The White House is convening leaders from across President Joe Biden’s administration, the private sector, academia and the health care industry on Wednesday for a Cancer Moonshot Goals Forum, highlighting efforts toward reducing cancer-related deaths and improving patient outcomes overall.

The issue is personal to Biden, who launched the Cancer Moonshot following the death of his son Beau Biden. The President re-ignited the efforts earlier this year.

The goal of the forum, the White House said in a fact sheet obtained first by CNN, “is to identify impactful steps to: (1) improve cancer screening; (2) enhance prevention; (3) address inequities; (4) target effective treatments to patients; (5) develop approaches for deadly and rare cancers, including childhood cancers; (6) support patients, survivors, and caregivers; and (7) learn more from people living with cancer.”

Wednesday’s forum will include a series of new commitments from partner organizations as well as a $5 million investment from the US Department of Health and Human Services aimed at increasing accessibility to cancer screenings through community health centers.

“In partnership with National Cancer Institute-designated cancer centers, we are giving community health centers in underserved communities funding to provide life-saving cancer detection and referrals to treatment. As we continue to support President Biden’s mission to end cancer as we know it, equity must be at the center of all that we do so that we can remove barriers to care,” HHS Secretary Xavier Becerra said in a statement.

Also included are a $25 million commitment for cancer prevention programs from the Ralph Lauren Corporate Foundation, and other new detection partnerships across the country, from a mobile lung cancer screening program in South Florida to bilingual cancer navigation services in the Baltimore, Maryland, and Washington, DC, area.

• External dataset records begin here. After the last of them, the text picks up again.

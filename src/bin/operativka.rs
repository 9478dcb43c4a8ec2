// Binary entry point for the command-line application.
use anyhow::Result;
use clap::Parser;
use log::LevelFilter;
use operativka::cli::{self, Cli};
use operativka::config::Config;
use operativka::context::StandardContext;
use simplelog::{ColorChoice, ConfigBuilder, TermLogger, TerminalMode};

fn main() -> Result<()> {
    let args = Cli::parse();
    let ctx = StandardContext::new(args.root.clone());
    let config = Config::load(&ctx)?;

    let level = if args.verbose {
        LevelFilter::Debug
    } else {
        config.level_filter().unwrap_or(LevelFilter::Warn)
    };
    // Already initialized is fine.
    let _ = TermLogger::init(
        level,
        ConfigBuilder::new().build(),
        TerminalMode::Stderr,
        ColorChoice::Auto,
    );
    log::debug!("Config: {}", Config::get_path_string(&ctx)?);

    let output = cli::execute(args.command, &ctx, &config, chrono::Local::now())?;
    println!("{}", output);
    Ok(())
}
// File: tests/parser_sections.rs
use chrono::{Local, NaiveDate, TimeZone};
use operativka::model::parser::{
    ParseContext, parse_assignee_section, parse_painting, parse_project_tasks, resolve_date,
};
use operativka::model::{Category, TaskStatus, TaskType};

fn ctx() -> ParseContext {
    // Monday
    ParseContext::at(Local.with_ymd_and_hms(2025, 10, 20, 12, 0, 0).unwrap())
}

fn d(y: i32, m: u32, day: u32) -> Option<NaiveDate> {
    NaiveDate::from_ymd_opt(y, m, day)
}

#[test]
fn test_assignee_declarations_carry_forward() {
    let text = "Иван:\n- столешница Левел\n- полка\n\nПетр: двери Токсово\n- карниз";
    let tasks = parse_assignee_section(text, TaskType::Carpentry, Category::Carpenters, &ctx());

    let got: Vec<(&str, &str)> = tasks
        .iter()
        .map(|t| (t.assignee.as_str(), t.title.as_str()))
        .collect();
    assert_eq!(
        got,
        vec![
            ("Иван", "столешница Левел"),
            ("Иван", "полка"),
            ("Петр", "двери Токсово"),
            ("Петр", "карниз"),
        ]
    );
    assert!(tasks.iter().all(|t| t.kind == TaskType::Carpentry));
    assert!(tasks.iter().all(|t| t.category == Category::Carpenters));
    assert_eq!(tasks[0].project, "Левел");
    assert_eq!(tasks[1].project, "Без проекта");
    assert_eq!(tasks[2].project, "Токсово");
}

#[test]
fn test_lines_before_any_declaration_get_guessed_assignee() {
    let tasks = parse_assignee_section(
        "- шкаф в спальню\n- что-то непонятное",
        TaskType::Assembly,
        Category::Assemblers,
        &ctx(),
    );
    assert_eq!(tasks.len(), 2);
    assert_eq!(tasks[0].assignee, "Антон");
    assert_eq!(tasks[1].assignee, "");
    assert_eq!(tasks[1].assignee_or_default(), "Без исполнителя");
}

#[test]
fn test_painting_lines_go_to_painting_shop() {
    let tasks = parse_painting("фасады Левел\n* двери Охтинский\n\n", &ctx());
    assert_eq!(tasks.len(), 2);
    assert_eq!(tasks[1].title, "двери Охтинский");
    assert_eq!(tasks[1].project, "Охтинский");
    for t in &tasks {
        assert_eq!(t.assignee, "Малярка");
        assert_eq!(t.kind, TaskType::Painting);
        assert_eq!(t.category, Category::Painting);
    }
}

#[test]
fn test_project_block_uses_block_name() {
    let tasks = parse_project_tasks(Some("Левел"), "кухня\n- фасады ждем стекло\n", &ctx());
    assert_eq!(tasks.len(), 2);
    assert!(tasks.iter().all(|t| t.project == "Левел"));

    assert_eq!(tasks[0].assignee, "Владимир");
    assert_eq!(tasks[0].status, TaskStatus::InProgress);
    assert_eq!(tasks[0].blocker, None);

    assert_eq!(tasks[1].title, "фасады ждем стекло");
    assert_eq!(tasks[1].assignee, "Вова");
    assert_eq!(tasks[1].status, TaskStatus::Waiting);
    assert_eq!(tasks[1].blocker.as_deref(), Some("стекло"));
}

#[test]
fn test_loose_lines_extract_project_and_deadline() {
    let tasks = parse_project_tasks(
        None,
        "Охтинский парк - кухня к 5 ноября\nЛевел - фасады до 7 ноября\nпочинить станок",
        &ctx(),
    );
    assert_eq!(tasks[0].project, "Охтинский парк");
    assert_eq!(tasks[0].deadline, d(2025, 11, 5));
    assert_eq!(tasks[1].project, "Левел");
    assert_eq!(tasks[1].deadline, d(2025, 11, 7));
    assert_eq!(tasks[2].project, "Без проекта");
    assert_eq!(tasks[2].deadline, None);
}

#[test]
fn test_waiting_on_supplier() {
    let tasks = parse_project_tasks(Some("Токсово"), "ожидаем фурнитуру, потом сборка", &ctx());
    assert_eq!(tasks[0].status, TaskStatus::Waiting);
    assert_eq!(tasks[0].blocker.as_deref(), Some("фурнитуру"));
}

#[test]
fn test_history_starts_with_creation() {
    let tasks = parse_project_tasks(Some("Левел"), "кухня", &ctx());
    assert_eq!(tasks[0].history.len(), 1);
    assert_eq!(tasks[0].history[0].status, Some(TaskStatus::InProgress));
    assert_eq!(tasks[0].created, tasks[0].updated);
}

#[test]
fn test_date_phrases() {
    let now = ctx().reference();
    assert_eq!(resolve_date("в пятницу", now), d(2025, 10, 24));
    assert_eq!(resolve_date("понедельник", now), d(2025, 10, 27));
    assert_eq!(resolve_date("21 октября", now), d(2025, 10, 21));
    // Midnight of today is already behind the reference moment.
    assert_eq!(resolve_date("20 октября", now), d(2026, 10, 20));
    assert_eq!(resolve_date("6-7 ноября", now), d(2025, 11, 6));
    assert_eq!(resolve_date("7 или 10 ноября", now), d(2025, 11, 7));
    assert_eq!(resolve_date("31 февраля", now), None);
    assert_eq!(resolve_date("завтра", now), None);
    assert_eq!(resolve_date("", now), None);
}
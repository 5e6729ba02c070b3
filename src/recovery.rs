//! Reboot-into-recovery handshake.
//!
//! After the reboot command the board starts its bootloader at a separate
//! address. The bootloader starts the application again by itself unless the
//! host cancels its countdown in time, so the controller polls the bus for the
//! bootloader and calls `abort_boot_timeout` as soon as it appears:
//!
//! ```text
//! Idle -> RequestedReboot -> Polling -> Recovered -> Held -> ResumedApplication
//!                                    \-> TimedOut
//!                                    \-> Cancelled
//! ```

use crate::address::BusAddress;
use crate::bus::{Bootloader, BusProxy};
use crate::config::{ConfigLayout, ConfigStore};
use crate::consts;
use crate::error::{Error, Result};
use log::{debug, trace, warn};
use std::sync::atomic::{AtomicBool, Ordering};
use std::sync::Arc;
use std::time::Duration;

/// Blocking delay between polls. Swap in a fake for deterministic tests.
pub trait Sleeper {
    fn sleep(&self, duration: Duration);
}

impl<T: Sleeper + ?Sized> Sleeper for &T {
    fn sleep(&self, duration: Duration) {
        (**self).sleep(duration)
    }
}

/// Sleeps the calling thread.
#[derive(Debug, Clone, Copy, Default)]
pub struct ThreadSleeper;

impl Sleeper for ThreadSleeper {
    fn sleep(&self, duration: Duration) {
        std::thread::sleep(duration);
    }
}

/// Cancels an in-flight recovery handshake from another thread.
///
/// The token is checked before every bus scan.
#[derive(Debug, Clone, Default)]
pub struct CancelToken {
    cancelled: Arc<AtomicBool>,
}

impl CancelToken {
    pub fn new() -> Self {
        Self::default()
    }

    pub fn cancel(&self) {
        self.cancelled.store(true, Ordering::SeqCst);
    }

    pub fn is_cancelled(&self) -> bool {
        self.cancelled.load(Ordering::SeqCst)
    }
}

/// Poll budget for the handshake.
#[derive(Debug, Clone, Copy, PartialEq, Eq)]
pub struct RecoveryOptions {
    poll_interval: Duration,
    max_attempts: u32,
}

impl RecoveryOptions {
    /// Creates a poll budget of `max_attempts` scans spaced `poll_interval` apart.
    pub fn new(poll_interval: Duration, max_attempts: u32) -> Result<Self> {
        if max_attempts == 0 {
            return Err(Error::ArgumentOutOfRange(
                "recovery needs at least one scan attempt".to_string(),
            ));
        }
        Ok(Self {
            poll_interval,
            max_attempts,
        })
    }

    pub fn poll_interval(&self) -> Duration {
        self.poll_interval
    }

    pub fn max_attempts(&self) -> u32 {
        self.max_attempts
    }

    /// Approximate wall-clock ceiling of the poll loop.
    pub fn timeout(&self) -> Duration {
        self.poll_interval * self.max_attempts
    }
}

impl Default for RecoveryOptions {
    fn default() -> Self {
        Self {
            poll_interval: consts::RECOVERY_POLL_INTERVAL,
            max_attempts: consts::RECOVERY_MAX_ATTEMPTS,
        }
    }
}

/// Progress of one handshake.
#[derive(Debug, Clone, Copy, PartialEq, Eq)]
pub enum RecoveryState {
    Idle,
    RequestedReboot,
    Polling,
    /// Bootloader seen on the bus; boot timeout not yet aborted.
    Recovered,
    TimedOut,
    Cancelled,
    /// Boot timeout aborted; the bootloader waits for the host.
    Held,
    ResumedApplication,
}

/// Drives a board from its application into a held bootloader.
#[derive(Debug)]
pub struct RecoveryController {
    options: RecoveryOptions,
    state: RecoveryState,
}

impl RecoveryController {
    pub fn new(options: RecoveryOptions) -> Self {
        Self {
            options,
            state: RecoveryState::Idle,
        }
    }

    /// State reached by the last handshake.
    pub fn state(&self) -> RecoveryState {
        self.state
    }

    pub fn options(&self) -> RecoveryOptions {
        self.options
    }

    fn transition(&mut self, next: RecoveryState) {
        trace!("Recovery state {:?} -> {:?}", self.state, next);
        self.state = next;
    }

    /// Reboots the board at `address` and holds it in its bootloader.
    ///
    /// Blocks for up to [`RecoveryOptions::timeout`]. Fails with
    /// `Error::RecoveryTimeout` if the bootloader never appears, or
    /// `Error::RecoveryCancelled` if `cancel` fires first.
    pub fn reboot<'a>(
        &mut self,
        bus: &'a mut dyn BusProxy,
        bootloader: &'a mut dyn Bootloader,
        address: BusAddress,
        sleeper: &dyn Sleeper,
        cancel: &CancelToken,
    ) -> Result<RecoverySession<'a>> {
        self.transition(RecoveryState::Idle);
        let target = bootloader.address();

        debug!("Requesting reboot of board at {}", address);
        bus.write(address, &[consts::CMD_REBOOT])?;
        self.transition(RecoveryState::RequestedReboot);

        self.transition(RecoveryState::Polling);
        let max_attempts = self.options.max_attempts;
        for attempt in 1..=max_attempts {
            if cancel.is_cancelled() {
                self.transition(RecoveryState::Cancelled);
                return Err(Error::RecoveryCancelled {
                    attempts: attempt - 1,
                });
            }
            if bus.scan()?.contains(&target) {
                debug!("Found bootloader at {} (scan {})", target, attempt);
                self.transition(RecoveryState::Recovered);
                bootloader.abort_boot_timeout(&mut *bus)?;
                debug!("Aborted boot timeout to stay in bootloader");
                self.transition(RecoveryState::Held);
                return Ok(RecoverySession {
                    bus,
                    bootloader,
                    attempts: attempt,
                    state: RecoveryState::Held,
                });
            }
            if attempt < max_attempts {
                sleeper.sleep(self.options.poll_interval);
            }
        }

        self.transition(RecoveryState::TimedOut);
        warn!(
            "Bootloader did not appear at {} within {} scans",
            target, max_attempts
        );
        Err(Error::RecoveryTimeout {
            address: target,
            attempts: max_attempts,
        })
    }
}

/// A board held in its bootloader.
///
/// Config access is only available through a session. Call [`resume`](Self::resume)
/// to start the application again; dropping the session leaves the board in
/// the bootloader.
pub struct RecoverySession<'a> {
    bus: &'a mut dyn BusProxy,
    bootloader: &'a mut dyn Bootloader,
    attempts: u32,
    state: RecoveryState,
}

impl<'a> RecoverySession<'a> {
    pub fn state(&self) -> RecoveryState {
        self.state
    }

    /// Number of scans it took to find the bootloader.
    pub fn attempts(&self) -> u32 {
        self.attempts
    }

    pub fn bootloader_address(&self) -> BusAddress {
        self.bootloader.address()
    }

    /// Config record access through the held bootloader.
    pub fn config_store(&mut self, layout: ConfigLayout) -> ConfigStore<'_> {
        ConfigStore::new(&mut *self.bus, &mut *self.bootloader, layout)
    }

    /// Starts the application image, ending the session.
    pub fn resume(mut self) -> Result<()> {
        self.bootloader.start_application(&mut *self.bus)?;
        debug!("Started application from bootloader");
        self.state = RecoveryState::ResumedApplication;
        Ok(())
    }
}

impl Drop for RecoverySession<'_> {
    fn drop(&mut self) {
        if self.state == RecoveryState::Held {
            warn!(
                "Recovery session dropped while held; board stays in bootloader at {}",
                self.bootloader.address()
            );
        }
    }
}
use hidapi::HidApi;
use hv_switching_board::{hid::Xr2280xBus, BusProxy, Result};

fn main() -> Result<()> {
    env_logger::init();
    let hid_api = HidApi::new()?;
    let mut bus = Xr2280xBus::open_first(&hid_api)?;
    bus.set_speed_khz(100)?;

    println!("Scanning I2C bus (7-bit addresses 0x08 to 0x77)...");
    let found = bus.scan()?;
    for address in &found {
        let note = match address.value() {
            0x29 => " (bootloader)",
            10 => " (factory default)",
            _ => "",
        };
        println!("Device found at {}{}", address, note);
    }
    if found.is_empty() {
        println!("No I2C devices found.");
    }
    Ok(())
}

Cancer remains the second-highest cause of death in the US, according to HHS, but there has been some progress. Cancer mortality rates have been dropping for nearly two decades, aided by “major progress” in the early detection and treatment options for lung cancer, according to the American Cancer Society’s annual report on cancer statistics, published earlier this year.

The overall cancer death rate dropped by about a third (32%) from its peak in 1991 to 2019, from about 215 deaths for every 100,000 people to about 146, averting about 3.5 million deaths during that time, according to the data. Most of that decline can be attributed to a drop in mortality among lung cancer patients.

The forum is also an effort to highlight a component of Biden’s agenda that has bipartisan support, part of the “unity agenda” he laid out during his State of the Union address. Biden created a “Cancer Cabinet,” including members from across the administration such as Veterans Affairs Secretary Denis McDonough, White House Office of Science and Technology Policy chief Alondra Nelson and acting science adviser to the President Dr. Francis Collins.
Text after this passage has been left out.